EXERCISE GOAL → Could you please find each line in the records that contains the word "there" and copy it?

RECORDS SHOWN section start

use std::path::{Path, PathBuf};

use serde::{Deserialize, Serialize};
use tracing::{info, warn};

use crate::error::{HelpdeskError, Result};

/// Top-level configuration for the helpdesk service.
///
/// Loaded from `helpdesk.toml` by default. Every section falls back to its
/// defaults when absent, so a partial file is always valid.
#[derive(Debug, Clone, Default, Serialize, Deserialize)]
pub struct HelpdeskConfig {
    #[serde(default)]
    pub general: GeneralConfig,
    #[serde(default)]
    pub server: ServerConfig,
    #[serde(default)]
    pub chat: ChatConfig,
    #[serde(default)]
    pub corpus: CorpusConfig,
}

impl HelpdeskConfig {
    /// Load configuration from a TOML file.
    ///
    /// Returns an error if the file cannot be read or parsed.
    pub fn load(path: &Path) -> Result<Self> {
        let content = std::fs::read_to_string(path)?;
        let config: HelpdeskConfig = toml::from_str(&content)?;
        info!("Configuration loaded from {}", path.display());
        Ok(config)
    }

    /// Load configuration from a TOML file, falling back to defaults if the
    /// file does not exist or cannot be parsed.
    pub fn load_or_default(path: &Path) -> Self {
        match Self::load(path) {
            Ok(config) => config,
            Err(e) => {
                warn!(
                    "Failed to load config from {}: {}. Using defaults.",
                    path.display(),
                    e
                );
                Self::default()
            }
        }
    }

    /// Save the current configuration to a TOML file.
    pub fn save(&self, path: &Path) -> Result<()> {
        if let Some(parent) = path.parent() {
            if !parent.as_os_str().is_empty() {
                std::fs::create_dir_all(parent)?;
            }
        }
        let content =
            toml::to_string_pretty(self).map_err(|e| HelpdeskError::Config(e.to_string()))?;
        std::fs::write(path, content)?;
        info!("Configuration saved to {}", path.display());
        Ok(())
    }
}

/// General application settings.
#[derive(Debug, Clone, Serialize, Deserialize)]
#[serde(default)]
pub struct GeneralConfig {
    /// Log level: trace, debug, info, warn, error.
    pub log_level: String,
}

impl Default for GeneralConfig {
    fn default() -> Self {
        Self {
            log_level: "info".to_string(),
        }
    }
}

/// HTTP server settings.
#[derive(Debug, Clone, Serialize, Deserialize)]
#[serde(default)]
pub struct ServerConfig {
    /// Interface to bind.
    pub host: String,
    /// Port to bind.
    pub port: u16,
    /// Path prefix every route is mounted under (e.g. "/api"). Empty mounts at the root.
    pub api_prefix: String,
}

impl Default for ServerConfig {
    fn default() -> Self {
        Self {
            host: "127.0.0.1".to_string(),
            port: 3000,
            api_prefix: String::new(),
        }
    }
}

impl ServerConfig {
    /// `host:port` string suitable for `TcpListener::bind`.
    pub fn bind_addr(&self) -> String {
        format!("{}:{}", self.host, self.port)
    }

    /// The prefix normalized to `/segment` form, or `None` when routes
    /// should be mounted at the root.
    pub fn normalized_prefix(&self) -> Option<String> {
        let trimmed = self.api_prefix.trim().trim_matches('/');
        if trimmed.is_empty() {
            None
        } else {
            Some(format!("/{}", trimmed))
        }
    }
}

/// Canned texts used by the chat engine.
#[derive(Debug, Clone, Serialize, Deserialize)]
#[serde(default)]
pub struct ChatConfig {
    /// Greeting returned when a session is initialized.
    pub welcome_message: String,
    /// Wait estimate reported when a case is escalated.
    pub estimated_wait_time: String,
}

impl Default for ChatConfig {
    fn default() -> Self {
        Self {
            welcome_message:
                "Welcome! I'm your AI support assistant. How can I help you today?".to_string(),
            estimated_wait_time: "5-10 minutes".to_string(),
        }
    }
}

/// FAQ corpus source.
#[derive(Debug, Clone, Default, Serialize, Deserialize)]
#[serde(default)]
pub struct CorpusConfig {
    /// Path to a TOML corpus file. Empty uses the built-in corpus.
    pub path: String,
}

impl CorpusConfig {
    /// The configured corpus file, if any.
    pub fn file(&self) -> Option<PathBuf> {
        let trimmed = self.path.trim();
        if trimmed.is_empty() {
            None
        } else {
            Some(PathBuf::from(trimmed))
        }
    }
}

#[cfg(test)]
mod tests {
    use super::*;
    use std::io::Write;
    use tempfile::NamedTempFile;

    fn create_temp_config(content: &str) -> NamedTempFile {
        let mut file = NamedTempFile::new().unwrap();
        file.write_all(content.as_bytes()).unwrap();
        file
    }

    #[test]
    fn test_default_config() {
        let config = HelpdeskConfig::default();
        assert_eq!(config.general.log_level, "info");
        assert_eq!(config.server.host, "127.0.0.1");
        assert_eq!(config.server.port, 3000);
        assert!(config.server.api_prefix.is_empty());
        assert_eq!(config.chat.estimated_wait_time, "5-10 minutes");
        assert!(config.chat.welcome_message.starts_with("Welcome!"));
        assert!(config.corpus.file().is_none());
    }

    #[test]
    fn test_load_valid_config() {
        let content = r#"
[general]
log_level = "debug"

[server]
host = "0.0.0.0"
port = 8080
api_prefix = "/api"

[chat]
welcome_message = "Hi there"
estimated_wait_time = "2 minutes"

[corpus]
path = "/etc/helpdesk/faqs.toml"
"#;
        let file = create_temp_config(content);
        let config = HelpdeskConfig::load(file.path()).unwrap();
        assert_eq!(config.general.log_level, "debug");
        assert_eq!(config.server.host, "0.0.0.0");
        assert_eq!(config.server.port, 8080);
        assert_eq!(config.server.api_prefix, "/api");
        assert_eq!(config.chat.welcome_message, "Hi there");
        assert_eq!(config.chat.estimated_wait_time, "2 minutes");
        assert_eq!(
            config.corpus.file(),
            Some(PathBuf::from("/etc/helpdesk/faqs.toml"))
        );
    }

    #[test]
    fn test_load_partial_config_uses_defaults() {
        let content = r#"
[server]
port = 9000
"#;
        let file = create_temp_config(content);
        let config = HelpdeskConfig::load(file.path()).unwrap();
        assert_eq!(config.server.port, 9000);
        assert_eq!(config.server.host, "127.0.0.1");
        assert_eq!(config.general.log_level, "info");
        assert_eq!(config.chat.estimated_wait_time, "5-10 minutes");
    }

    #[test]
    fn test_load_invalid_toml_is_config_error() {
        let file = create_temp_config("[server\nport = ");
        let err = HelpdeskConfig::load(file.path()).unwrap_err();
        assert!(matches!(err, HelpdeskError::Config(_)));
    }

    #[test]
    fn test_load_missing_file_is_io_error() {
        let err = HelpdeskConfig::load(Path::new("/nonexistent/helpdesk.toml")).unwrap_err();
        assert!(matches!(err, HelpdeskError::Io(_)));
    }

    #[test]
    fn test_load_or_default_missing_file() {
        let config = HelpdeskConfig::load_or_default(Path::new("/nonexistent/helpdesk.toml"));
        assert_eq!(config.server.port, 3000);
    }

    #[test]
    fn test_save_and_reload() {
        let dir = tempfile::tempdir().unwrap();
        let path = dir.path().join("nested").join("helpdesk.toml");

        let mut config = HelpdeskConfig::default();
        config.server.port = 4321;
        config.server.api_prefix = "/api".to_string();
        config.save(&path).unwrap();

        let reloaded = HelpdeskConfig::load(&path).unwrap();
        assert_eq!(reloaded.server.port, 4321);
        assert_eq!(reloaded.server.api_prefix, "/api");
        assert_eq!(reloaded.chat.welcome_message, config.chat.welcome_message);
    }

    #[test]
    fn test_bind_addr() {
        let server = ServerConfig {
            host: "0.0.0.0".to_string(),
            port: 80,
            api_prefix: String::new(),
        };
        assert_eq!(server.bind_addr(), "0.0.0.0:80");
    }

    #[test]
    fn test_normalized_prefix() {
        let mut server = ServerConfig::default();
        assert_eq!(server.normalized_prefix(), None);

        server.api_prefix = "/".to_string();
        assert_eq!(server.normalized_prefix(), None);

        server.api_prefix = "api".to_string();
        assert_eq!(server.normalized_prefix(), Some("/api".to_string()));

        server.api_prefix = "/api/".to_string();
        assert_eq!(server.normalized_prefix(), Some("/api".to_string()));

        server.api_prefix = "/v1/support".to_string();
        assert_eq!(server.normalized_prefix(), Some("/v1/support".to_string()));
    }

    #[test]
    fn test_corpus_file_blank_is_none() {
        let corpus = CorpusConfig {
            path: "   ".to_string(),
        };
        assert!(corpus.file().is_none());
    }
}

RECORDS SHOWN section end

ANSWER SECTION →
welcome_message = "Hi there"
        assert_eq!(config.chat.welcome_message, "Hi there");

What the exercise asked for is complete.